Histologic separation of injury, T cell-mediated rejection, or antibody-mediated rejection in allograft heart biopsies is difficult. A critical review of publications was performed to evaluate the caveats of using molecular diagnostics (MDX) to distinguish between these entities. Typically, only 1 to 2 fragments of unknown histologic appearance are evaluated. Archetype and molecular classifier analyses use gene lists derived from histologic labels and associated reproducibility issues influence the accuracy of the derived MDX classes. Archetypes A1, A2, and A3 archetypes created by bioinformatics were renamed no rejection, T cell-mediated rejection, and antibody-mediated rejection despite as little as 40% concordance with histologic diagnoses and overlapping archetype scores.

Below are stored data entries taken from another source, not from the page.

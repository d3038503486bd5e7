// SPDX-License-Identifier: Apache-2.0
// © James Ross Ω FLYING•ROBOTS <https://github.com/flyingrobots>
use serde::{Deserialize, Serialize};

use crate::error::SettingsError;

/// Numeric knobs of the motion models.
///
/// Missing JSON fields take their defaults.
#[derive(Debug, Clone, Copy, PartialEq, Serialize, Deserialize)]
#[serde(default, deny_unknown_fields)]
pub struct MotionSettings {
    /// Screw rotations with an angle below this collapse to pure translation.
    pub degenerate_angle: f64,
    /// Half-width of the loose remainder attached to spline rotation models.
    pub spline_rotation_remainder: f64,
}

impl Default for MotionSettings {
    fn default() -> Self {
        Self {
            degenerate_angle: 1e-10,
            spline_rotation_remainder: 1.0 / 48.0,
        }
    }
}

impl MotionSettings {
    /// Parses and validates settings from JSON bytes.
    pub fn from_json_slice(bytes: &[u8]) -> Result<Self, SettingsError> {
        let settings: Self = serde_json::from_slice(bytes)?;
        settings.validate()?;
        Ok(settings)
    }

    /// Serializes the settings as pretty JSON.
    pub fn to_json_vec(&self) -> Result<Vec<u8>, SettingsError> {
        Ok(serde_json::to_vec_pretty(self)?)
    }

    /// Checks every value is finite and non-negative, and that
    /// `degenerate_angle` is positive.
    pub fn validate(&self) -> Result<(), SettingsError> {
        if self.degenerate_angle <= 0.0 {
            return Err(SettingsError::Invalid {
                field: "degenerate_angle",
                value: self.degenerate_angle,
            });
        }
        for (field, value) in [
            ("degenerate_angle", self.degenerate_angle),
            ("spline_rotation_remainder", self.spline_rotation_remainder),
        ] {
            if !value.is_finite() || value < 0.0 {
                return Err(SettingsError::Invalid { field, value });
            }
        }
        Ok(())
    }
}
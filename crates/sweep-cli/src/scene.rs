// SPDX-License-Identifier: Apache-2.0
// © James Ross Ω FLYING•ROBOTS <https://github.com/flyingrobots>
//! JSON scene files read by the `sweep` subcommands.

use std::collections::BTreeMap;

use rustc_hash::FxHashMap;
use serde::Deserialize;
use sweep_chain::{ModelConfig, ModelDescription};
use sweep_interp::InterpolationData;
use sweep_math::{Quat, Transform, Vec3};
use sweep_motion::{Aabb, MotionSettings};

/// Pose as a quaternion `[x, y, z, w]` and a translation.
#[derive(Debug, Clone, Copy, Deserialize)]
#[serde(deny_unknown_fields)]
pub struct PoseSpec {
    #[serde(default = "identity_rotation")]
    rotation: [f64; 4],
    #[serde(default)]
    translation: [f64; 3],
}

fn identity_rotation() -> [f64; 4] {
    [0.0, 0.0, 0.0, 1.0]
}

impl PoseSpec {
    pub fn to_transform(self) -> Transform {
        Transform::new(Quat::from(self.rotation), Vec3::from(self.translation))
    }
}

/// Box in the body frame.
#[derive(Debug, Clone, Copy, Deserialize)]
#[serde(deny_unknown_fields)]
pub struct BoxSpec {
    #[serde(default)]
    center: [f64; 3],
    half_extents: [f64; 3],
}

impl Default for BoxSpec {
    fn default() -> Self {
        Self {
            center: [0.0; 3],
            half_extents: [0.5; 3],
        }
    }
}

impl BoxSpec {
    pub fn to_aabb(self) -> Aabb {
        let [hx, hy, hz] = self.half_extents;
        Aabb::from_center_half_extents(Vec3::from(self.center), hx, hy, hz)
    }
}

fn default_samples() -> u32 {
    4
}

/// Shape, sampling and direction shared by the rigid-motion scenes.
#[derive(Debug, Clone, Deserialize)]
pub struct Probe {
    #[serde(default)]
    pub shape: BoxSpec,
    /// Number of sample intervals; poses are printed at `samples + 1` times.
    #[serde(default = "default_samples")]
    pub samples: u32,
    /// Direction of the reported rate bound; zero bounds the speed.
    #[serde(default)]
    pub direction: [f64; 3],
    #[serde(default)]
    pub settings: MotionSettings,
}

/// Scene for `sweep screw` and `sweep interp`.
#[derive(Debug, Clone, Deserialize)]
pub struct RigidScene {
    pub start: PoseSpec,
    pub end: PoseSpec,
    /// Rotation centre of interpolated motions, body frame.
    #[serde(default)]
    pub reference_point: [f64; 3],
    #[serde(flatten)]
    pub probe: Probe,
}

/// Scene for `sweep spline`.
#[derive(Debug, Clone, Deserialize)]
pub struct SplineScene {
    pub translation_points: [[f64; 3]; 4],
    pub rotation_points: [[f64; 3]; 4],
    #[serde(flatten)]
    pub probe: Probe,
}

fn default_end_time() -> f64 {
    1.0
}

/// Scene for `sweep chain`.
#[derive(Debug, Clone, Deserialize)]
#[serde(deny_unknown_fields)]
pub struct ChainScene {
    pub model: ModelDescription,
    #[serde(default)]
    pub start: ModelConfig,
    #[serde(default)]
    pub end: ModelConfig,
    /// Per-joint curves; unlisted joints interpolate linearly.
    #[serde(default)]
    pub interpolations: BTreeMap<String, InterpolationData>,
    #[serde(default)]
    pub start_time: f64,
    #[serde(default = "default_end_time")]
    pub end_time: f64,
    #[serde(default)]
    pub direction: [f64; 3],
    #[serde(default)]
    pub max_distance: f64,
}

impl ChainScene {
    pub fn interpolation_map(&self) -> FxHashMap<String, InterpolationData> {
        self.interpolations
            .iter()
            .map(|(name, data)| (name.clone(), *data))
            .collect()
    }
}

#[cfg(test)]
mod tests {
    use super::*;

    #[test]
    fn rigid_scene_defaults() {
        let scene: RigidScene =
            serde_json::from_str(r#"{"start": {}, "end": {"translation": [1, 2, 3]}}"#)
                .expect("parse");
        assert_eq!(scene.start.to_transform(), Transform::identity());
        assert_eq!(
            scene.end.to_transform().translation(),
            Vec3::new(1.0, 2.0, 3.0)
        );
        assert_eq!(scene.probe.samples, 4);
        assert_eq!(scene.probe.settings, MotionSettings::default());
        assert_eq!(scene.probe.shape.to_aabb().max(), Vec3::new(0.5, 0.5, 0.5));
    }

    #[test]
    fn chain_scene_reads_configs_and_curves() {
        let json = r#"{
            "model": {
                "links": ["base", "arm"],
                "joints": [{"name": "hinge", "kind": "revolute", "parent": "base", "child": "arm"}]
            },
            "end": {"hinge": 1.5},
            "interpolations": {
                "hinge": {"kind": "third_order", "max_velocity": 10, "max_acceleration": 40, "max_jerk": 80}
            },
            "max_distance": 0.25
        }"#;
        let scene: ChainScene = serde_json::from_str(json).expect("parse");
        assert_eq!(scene.end.value("hinge"), 1.5);
        assert_eq!(scene.end_time, 1.0);
        assert_eq!(scene.interpolation_map().len(), 1);
    }
}
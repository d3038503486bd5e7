// SPDX-License-Identifier: Apache-2.0
// © James Ross Ω FLYING•ROBOTS <https://github.com/flyingrobots>
use core::fmt::Debug;
use std::sync::Arc;

use rustc_hash::FxHashMap;
use sweep_interp::{Interpolation, InterpolationData, InterpolationFactory};
use sweep_math::{Transform, Vec3};
use tracing::debug;

use crate::config::ModelConfig;
use crate::error::ChainError;
use crate::model::{JointId, JointKind, LinkId, Model};
use crate::window::TimeWindow;

/// Per-joint velocity bounds and forward kinematics of a moving model.
///
/// All velocities are per normalized time unit and expressed in the joint's
/// parent link frame. Implementations must over-approximate: for every `t`
/// in the window the true velocity has to lie within the reported bound.
pub trait VelocityBounds: Debug + Send + Sync {
    /// Bound on the linear velocity of `joint`'s frame; the components give
    /// the direction along which the joint translates.
    fn linear_velocity_bound(&self, joint: JointId, window: TimeWindow) -> Vec3;

    /// Bound on the speed of `joint`'s frame, at least the length of
    /// [`VelocityBounds::linear_velocity_bound`].
    fn absolute_linear_velocity_bound(&self, joint: JointId, window: TimeWindow) -> f64 {
        self.linear_velocity_bound(joint, window).length()
    }

    /// Bound on the angular velocity `joint` contributes, as an axis scaled
    /// by the speed bound.
    fn angular_velocity_bound(&self, joint: JointId, window: TimeWindow) -> Vec3;

    /// Bound on the distance between the centres of `child` and its ancestor
    /// `parent` over the whole motion.
    fn child_parent_distance_bound(&self, child: JointId, parent: JointId) -> f64;

    /// World pose of `link` at normalized time `t`.
    fn global_transform(&self, link: LinkId, t: f64) -> Transform;
}

/// Joint values interpolated between a start and an end configuration.
///
/// Curves come from an injected [`InterpolationFactory`]; the movement owns
/// one curve per joint and is read-only afterwards.
#[derive(Debug)]
pub struct Movement {
    model: Arc<Model>,
    curves: Vec<Box<dyn Interpolation>>,
}

impl Movement {
    /// Linear interpolation for every joint.
    ///
    /// # Errors
    /// Unknown joint names in either configuration, or a curve the factory
    /// refuses to build.
    pub fn new(
        model: Arc<Model>,
        start: &ModelConfig,
        end: &ModelConfig,
        factory: &InterpolationFactory,
    ) -> Result<Self, ChainError> {
        Self::with_interpolations(model, start, end, &FxHashMap::default(), factory)
    }

    /// Per-joint interpolation data keyed by joint name; unlisted joints
    /// interpolate linearly.
    ///
    /// # Errors
    /// Unknown joint names in the configurations or in `data`, or a curve
    /// the factory refuses to build.
    pub fn with_interpolations(
        model: Arc<Model>,
        start: &ModelConfig,
        end: &ModelConfig,
        data: &FxHashMap<String, InterpolationData>,
        factory: &InterpolationFactory,
    ) -> Result<Self, ChainError> {
        start.validate(&model)?;
        end.validate(&model)?;
        if let Some(name) = data.keys().find(|name| model.joint_by_name(name).is_none()) {
            return Err(ChainError::UnknownJoint(name.clone()));
        }

        let curves = model
            .joints()
            .map(|(_, joint)| {
                let name = joint.name();
                let data = data.get(name).copied().unwrap_or_default();
                factory
                    .create(&data, start.value(name), end.value(name))
                    .map_err(|source| ChainError::Interpolation {
                        joint: name.to_owned(),
                        source,
                    })
            })
            .collect::<Result<Vec<_>, _>>()?;
        debug!(joints = curves.len(), "movement built");
        Ok(Self { model, curves })
    }

    /// Model the movement drives.
    pub fn model(&self) -> &Arc<Model> {
        &self.model
    }

    /// Curve driving `joint`.
    pub fn interpolation(&self, joint: JointId) -> &dyn Interpolation {
        self.curves[joint.index()].as_ref()
    }

    /// Value of `joint` at normalized time `t`.
    pub fn joint_value(&self, joint: JointId, t: f64) -> f64 {
        self.interpolation(joint).value(t)
    }

    /// `last` followed by its ancestors, leaf to root.
    pub fn joints_chain_from_last_joint(&self, last: JointId) -> Vec<JointId> {
        self.model.joints_chain_from_last_joint(last)
    }

    fn speed_bound(&self, joint: JointId, window: TimeWindow) -> f64 {
        self.interpolation(joint)
            .velocity_bound(window.to_interval())
    }

    /// Largest displacement a prismatic joint reaches over the motion.
    fn reach(&self, joint: JointId) -> f64 {
        let curve = self.interpolation(joint);
        curve
            .value_lower_bound()
            .abs()
            .max(curve.value_upper_bound().abs())
    }
}

impl VelocityBounds for Movement {
    fn linear_velocity_bound(&self, joint: JointId, window: TimeWindow) -> Vec3 {
        let j = self.model.joint(joint);
        match j.kind() {
            JointKind::Prismatic => j.axis_in_parent().scale(self.speed_bound(joint, window)),
            _ => Vec3::ZERO,
        }
    }

    fn angular_velocity_bound(&self, joint: JointId, window: TimeWindow) -> Vec3 {
        let j = self.model.joint(joint);
        if j.kind().is_rotational() {
            j.axis_in_parent().scale(self.speed_bound(joint, window))
        } else {
            Vec3::ZERO
        }
    }

    fn child_parent_distance_bound(&self, child: JointId, parent: JointId) -> f64 {
        // Triangle inequality over the joint origins between the two centres,
        // plus the travel of every prismatic joint on the way up.
        let mut distance = 0.0;
        let mut joint = child;
        loop {
            distance += self.model.joint(joint).origin().translation().length();
            let Some(up) = self.model.joint_parent(joint) else {
                break;
            };
            if self.model.joint(up).kind() == JointKind::Prismatic {
                distance += self.reach(up);
            }
            if up == parent {
                break;
            }
            joint = up;
        }
        distance
    }

    fn global_transform(&self, link: LinkId, t: f64) -> Transform {
        self.model
            .parent_joint(link)
            .map(|last| self.joints_chain_from_last_joint(last))
            .unwrap_or_default()
            .iter()
            .rev()
            .fold(Transform::identity(), |world, &joint| {
                world.compose(
                    &self
                        .model
                        .joint(joint)
                        .child_transform(self.joint_value(joint, t)),
                )
            })
    }
}
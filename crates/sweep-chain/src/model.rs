// SPDX-License-Identifier: Apache-2.0
// © James Ross Ω FLYING•ROBOTS <https://github.com/flyingrobots>
use rustc_hash::FxHashMap;
use serde::{Deserialize, Serialize};
use sweep_math::{Quat, Transform, Vec3};
use tracing::debug;

use crate::error::ModelError;

/// Index of a link inside the [`Model`] that minted it.
#[derive(Debug, Copy, Clone, PartialEq, Eq, PartialOrd, Ord, Hash)]
pub struct LinkId(u32);

/// Index of a joint inside the [`Model`] that minted it.
#[derive(Debug, Copy, Clone, PartialEq, Eq, PartialOrd, Ord, Hash)]
pub struct JointId(u32);

impl LinkId {
    /// Position of the link in [`Model::links`].
    #[must_use]
    pub const fn index(self) -> usize {
        self.0 as usize
    }
}

impl JointId {
    /// Position of the joint in [`Model::joints`].
    #[must_use]
    pub const fn index(self) -> usize {
        self.0 as usize
    }

    #[cfg(test)]
    pub(crate) const fn for_tests(raw: u32) -> Self {
        Self(raw)
    }
}

/// How a joint moves its child link relative to its parent link.
#[derive(Debug, Copy, Clone, PartialEq, Eq, Hash, Serialize, Deserialize, Default)]
#[serde(rename_all = "snake_case")]
pub enum JointKind {
    /// Rigid connection.
    #[default]
    Fixed,
    /// Rotation about the joint axis, angle in radians.
    Revolute,
    /// Unbounded rotation about the joint axis.
    Continuous,
    /// Translation along the joint axis.
    Prismatic,
}

impl JointKind {
    /// Returns `true` for joints whose value rotates the child link.
    #[must_use]
    pub const fn is_rotational(self) -> bool {
        matches!(self, Self::Revolute | Self::Continuous)
    }
}

/// A rigid body in the kinematic tree.
#[derive(Debug, Clone, PartialEq)]
pub struct Link {
    name: String,
    parent_joint: Option<JointId>,
    child_joints: Vec<JointId>,
}

impl Link {
    /// Link name, unique within the model.
    pub fn name(&self) -> &str {
        &self.name
    }

    /// Joint attaching this link to its parent; `None` for the root link.
    pub fn parent_joint(&self) -> Option<JointId> {
        self.parent_joint
    }

    /// Joints attaching child links to this link.
    pub fn child_joints(&self) -> &[JointId] {
        &self.child_joints
    }
}

/// A connection between a parent link and a child link.
///
/// The joint frame sits at `origin` in the parent link frame; the child link
/// frame is the joint frame moved by the joint value along or about `axis`.
#[derive(Debug, Clone, PartialEq)]
pub struct Joint {
    name: String,
    kind: JointKind,
    parent_link: LinkId,
    child_link: LinkId,
    axis: Vec3,
    origin: Transform,
}

impl Joint {
    /// Joint name, unique within the model.
    pub fn name(&self) -> &str {
        &self.name
    }

    /// Motion type.
    pub fn kind(&self) -> JointKind {
        self.kind
    }

    /// Link the joint hangs from.
    pub fn parent_link(&self) -> LinkId {
        self.parent_link
    }

    /// Link the joint moves.
    pub fn child_link(&self) -> LinkId {
        self.child_link
    }

    /// Unit axis in the joint frame.
    pub fn axis(&self) -> Vec3 {
        self.axis
    }

    /// Joint axis expressed in the parent link frame.
    pub fn axis_in_parent(&self) -> Vec3 {
        self.origin.rotation().rotate(&self.axis)
    }

    /// Pose of the joint frame in the parent link frame.
    pub fn origin(&self) -> Transform {
        self.origin
    }

    /// Pose of the child link frame in the parent link frame for joint value `q`.
    pub fn child_transform(&self, q: f64) -> Transform {
        let motion = match self.kind {
            JointKind::Fixed => Transform::identity(),
            JointKind::Revolute | JointKind::Continuous => {
                Transform::new(Quat::from_axis_angle(self.axis, q), Vec3::ZERO)
            }
            JointKind::Prismatic => Transform::from_translation(self.axis.scale(q)),
        };
        self.origin.compose(&motion)
    }
}

fn default_axis() -> Vec3 {
    Vec3::UNIT_Z
}

/// Serializable joint declaration referencing links by name.
#[derive(Debug, Clone, PartialEq, Serialize, Deserialize)]
pub struct JointDescription {
    /// Joint name.
    pub name: String,
    /// Motion type.
    #[serde(default)]
    pub kind: JointKind,
    /// Parent link name.
    pub parent: String,
    /// Child link name.
    pub child: String,
    /// Axis in the joint frame; normalized on build.
    #[serde(default = "default_axis")]
    pub axis: Vec3,
    /// Pose of the joint frame in the parent link frame.
    #[serde(default)]
    pub origin: Transform,
}

/// Serializable model: link names plus joint declarations.
#[derive(Debug, Clone, PartialEq, Default, Serialize, Deserialize)]
pub struct ModelDescription {
    /// Link names.
    pub links: Vec<String>,
    /// Joints connecting the links.
    #[serde(default)]
    pub joints: Vec<JointDescription>,
}

/// Incremental [`Model`] assembly; validation happens in [`ModelBuilder::build`].
#[derive(Debug, Clone, Default)]
pub struct ModelBuilder {
    links: Vec<String>,
    joints: Vec<JointDescription>,
}

impl ModelBuilder {
    /// Empty builder.
    pub fn new() -> Self {
        Self::default()
    }

    /// Declares a link.
    pub fn link(mut self, name: impl Into<String>) -> Self {
        self.links.push(name.into());
        self
    }

    /// Declares a joint.
    pub fn joint(mut self, joint: JointDescription) -> Self {
        self.joints.push(joint);
        self
    }

    /// Shorthand for a joint with the given kind, axis and origin.
    pub fn connect(
        self,
        name: impl Into<String>,
        kind: JointKind,
        parent: impl Into<String>,
        child: impl Into<String>,
        axis: Vec3,
        origin: Transform,
    ) -> Self {
        self.joint(JointDescription {
            name: name.into(),
            kind,
            parent: parent.into(),
            child: child.into(),
            axis,
            origin,
        })
    }

    /// Validates the declarations and builds the tree.
    ///
    /// # Errors
    /// Duplicate names, dangling link references, links with two parents,
    /// a missing or ambiguous root, cycles and degenerate moving axes.
    pub fn build(self) -> Result<Model, ModelError> {
        let mut link_index = FxHashMap::default();
        let mut links = Vec::with_capacity(self.links.len());
        for name in self.links {
            let id = LinkId(index_u32(links.len()));
            if link_index.insert(name.clone(), id).is_some() {
                return Err(ModelError::DuplicateLink(name));
            }
            links.push(Link {
                name,
                parent_joint: None,
                child_joints: Vec::new(),
            });
        }

        let mut joint_index = FxHashMap::default();
        let mut joints: Vec<Joint> = Vec::with_capacity(self.joints.len());
        for desc in self.joints {
            let id = JointId(index_u32(joints.len()));
            if joint_index.contains_key(&desc.name) {
                return Err(ModelError::DuplicateJoint(desc.name));
            }
            let lookup = |link: &str| {
                link_index
                    .get(link)
                    .copied()
                    .ok_or_else(|| ModelError::UnknownLink {
                        joint: desc.name.clone(),
                        link: link.to_owned(),
                    })
            };
            let parent_link = lookup(&desc.parent)?;
            let child_link = lookup(&desc.child)?;
            let axis = if desc.kind == JointKind::Fixed && desc.axis.is_zero() {
                Vec3::UNIT_Z
            } else {
                if desc.axis.is_zero() || !desc.axis.is_finite() {
                    return Err(ModelError::DegenerateAxis(desc.name));
                }
                desc.axis.normalize()
            };

            let child = &mut links[child_link.index()];
            if let Some(first) = child.parent_joint {
                return Err(ModelError::TwoParents {
                    link: child.name.clone(),
                    first: joints[first.index()].name.clone(),
                    second: desc.name,
                });
            }
            child.parent_joint = Some(id);
            links[parent_link.index()].child_joints.push(id);

            joint_index.insert(desc.name.clone(), id);
            joints.push(Joint {
                name: desc.name,
                kind: desc.kind,
                parent_link,
                child_link,
                axis,
                origin: desc.origin,
            });
        }

        let roots: Vec<LinkId> = links
            .iter()
            .enumerate()
            .filter(|(_, link)| link.parent_joint.is_none())
            .map(|(i, _)| LinkId(index_u32(i)))
            .collect();
        let root = match roots.as_slice() {
            [] => return Err(ModelError::NoRoot),
            [root] => *root,
            many => {
                return Err(ModelError::MultipleRoots(
                    many.iter().map(|id| links[id.index()].name.clone()).collect(),
                ))
            }
        };

        // Every non-root link has exactly one parent, so anything the root
        // cannot reach hangs off a cycle.
        let mut reached = vec![false; links.len()];
        let mut stack = vec![root];
        while let Some(link) = stack.pop() {
            reached[link.index()] = true;
            for joint in &links[link.index()].child_joints {
                stack.push(joints[joint.index()].child_link);
            }
        }
        if let Some(pos) = reached.iter().position(|r| !r) {
            return Err(ModelError::Cycle(links[pos].name.clone()));
        }

        debug!(links = links.len(), joints = joints.len(), "model built");
        Ok(Model {
            links,
            joints,
            link_index,
            joint_index,
            root,
        })
    }
}

fn index_u32(i: usize) -> u32 {
    u32::try_from(i).unwrap_or(u32::MAX)
}

/// Validated kinematic tree with exactly one root link.
///
/// Read-only after construction; share it behind an `Arc` between any number
/// of movements and bound accumulators. [`LinkId`] and [`JointId`] values are
/// only meaningful for the model that produced them.
#[derive(Debug, Clone)]
pub struct Model {
    links: Vec<Link>,
    joints: Vec<Joint>,
    link_index: FxHashMap<String, LinkId>,
    joint_index: FxHashMap<String, JointId>,
    root: LinkId,
}

impl Model {
    /// Builds a model from its serializable description.
    pub fn from_description(desc: &ModelDescription) -> Result<Self, ModelError> {
        let mut builder = ModelBuilder::new();
        for link in &desc.links {
            builder = builder.link(link.clone());
        }
        for joint in &desc.joints {
            builder = builder.joint(joint.clone());
        }
        builder.build()
    }

    /// The root link.
    pub fn root(&self) -> LinkId {
        self.root
    }

    /// Link by id.
    pub fn link(&self, id: LinkId) -> &Link {
        &self.links[id.index()]
    }

    /// Joint by id.
    pub fn joint(&self, id: JointId) -> &Joint {
        &self.joints[id.index()]
    }

    /// All links in declaration order.
    pub fn links(&self) -> impl Iterator<Item = (LinkId, &Link)> + '_ {
        self.links
            .iter()
            .enumerate()
            .map(|(i, link)| (LinkId(index_u32(i)), link))
    }

    /// All joints in declaration order.
    pub fn joints(&self) -> impl Iterator<Item = (JointId, &Joint)> + '_ {
        self.joints
            .iter()
            .enumerate()
            .map(|(i, joint)| (JointId(index_u32(i)), joint))
    }

    /// Number of joints.
    pub fn joint_count(&self) -> usize {
        self.joints.len()
    }

    /// Looks up a link by name.
    pub fn link_by_name(&self, name: &str) -> Option<LinkId> {
        self.link_index.get(name).copied()
    }

    /// Looks up a joint by name.
    pub fn joint_by_name(&self, name: &str) -> Option<JointId> {
        self.joint_index.get(name).copied()
    }

    /// Joint attaching `link` to its parent; `None` for the root link.
    pub fn parent_joint(&self, link: LinkId) -> Option<JointId> {
        self.link(link).parent_joint
    }

    /// Parent joint of `joint`: the joint attaching `joint`'s parent link.
    ///
    /// `None` means `joint` hangs directly off the root link (a root joint).
    pub fn joint_parent(&self, joint: JointId) -> Option<JointId> {
        self.parent_joint(self.joint(joint).parent_link)
    }

    /// `last` followed by its ancestors, leaf to root.
    pub fn joints_chain_from_last_joint(&self, last: JointId) -> Vec<JointId> {
        let mut chain = vec![last];
        let mut joint = last;
        while let Some(parent) = self.joint_parent(joint) {
            chain.push(parent);
            joint = parent;
        }
        chain
    }
}

#[cfg(test)]
mod tests {
    use super::*;

    fn arm() -> ModelBuilder {
        ModelBuilder::new()
            .link("base")
            .link("upper")
            .link("lower")
            .connect(
                "shoulder",
                JointKind::Revolute,
                "base",
                "upper",
                Vec3::UNIT_Z,
                Transform::identity(),
            )
            .connect(
                "elbow",
                JointKind::Revolute,
                "upper",
                "lower",
                Vec3::new(0.0, 0.0, 2.0),
                Transform::from_translation(Vec3::new(1.0, 0.0, 0.0)),
            )
    }

    #[test]
    fn builds_chain_leaf_to_root() {
        let model = arm().build().expect("valid arm");
        let elbow = model.joint_by_name("elbow").expect("elbow");
        let shoulder = model.joint_by_name("shoulder").expect("shoulder");
        assert_eq!(model.joints_chain_from_last_joint(elbow), vec![elbow, shoulder]);
        assert_eq!(model.joint_parent(shoulder), None);
        assert_eq!(model.joint_parent(elbow), Some(shoulder));
        assert_eq!(model.joint(elbow).axis(), Vec3::UNIT_Z);
        assert_eq!(model.parent_joint(model.root()), None);
    }

    #[test]
    fn rejects_two_parents() {
        let err = arm()
            .connect(
                "extra",
                JointKind::Fixed,
                "base",
                "lower",
                Vec3::UNIT_Z,
                Transform::identity(),
            )
            .build()
            .expect_err("lower has two parents");
        assert!(matches!(err, ModelError::TwoParents { .. }));
    }

    #[test]
    fn rejects_multiple_roots_and_cycles() {
        let err = arm().link("floating").build().expect_err("two roots");
        assert!(matches!(err, ModelError::MultipleRoots(_)));

        let err = ModelBuilder::new()
            .link("root")
            .link("a")
            .link("b")
            .connect("ab", JointKind::Fixed, "a", "b", Vec3::UNIT_Z, Transform::identity())
            .connect("ba", JointKind::Fixed, "b", "a", Vec3::UNIT_Z, Transform::identity())
            .build()
            .expect_err("cycle");
        assert!(matches!(err, ModelError::Cycle(_)));
    }

    #[test]
    fn rejects_degenerate_moving_axis() {
        let err = ModelBuilder::new()
            .link("a")
            .link("b")
            .connect("j", JointKind::Prismatic, "a", "b", Vec3::ZERO, Transform::identity())
            .build()
            .expect_err("zero axis");
        assert_eq!(err, ModelError::DegenerateAxis("j".into()));
    }
}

Additional archetypes S4 and minor injury were created using arbitrary cutoffs based on visual examination of principal component analysis plots. Therapeutic implications of the numerous discrepancies with histology remain unexplored. Many MDX-derived observations are ambiguous and open to alternate logical explanations. Better molecular methods and more rigorous validation studies are needed to advance the field. Ideally, these methods should analyze all available biopsy fragments to minimize sampling issues. It is also desirable to incorporate spatial transcriptomics into the workflow, so that gene expression data can be directly compared with the underlying histology lesions.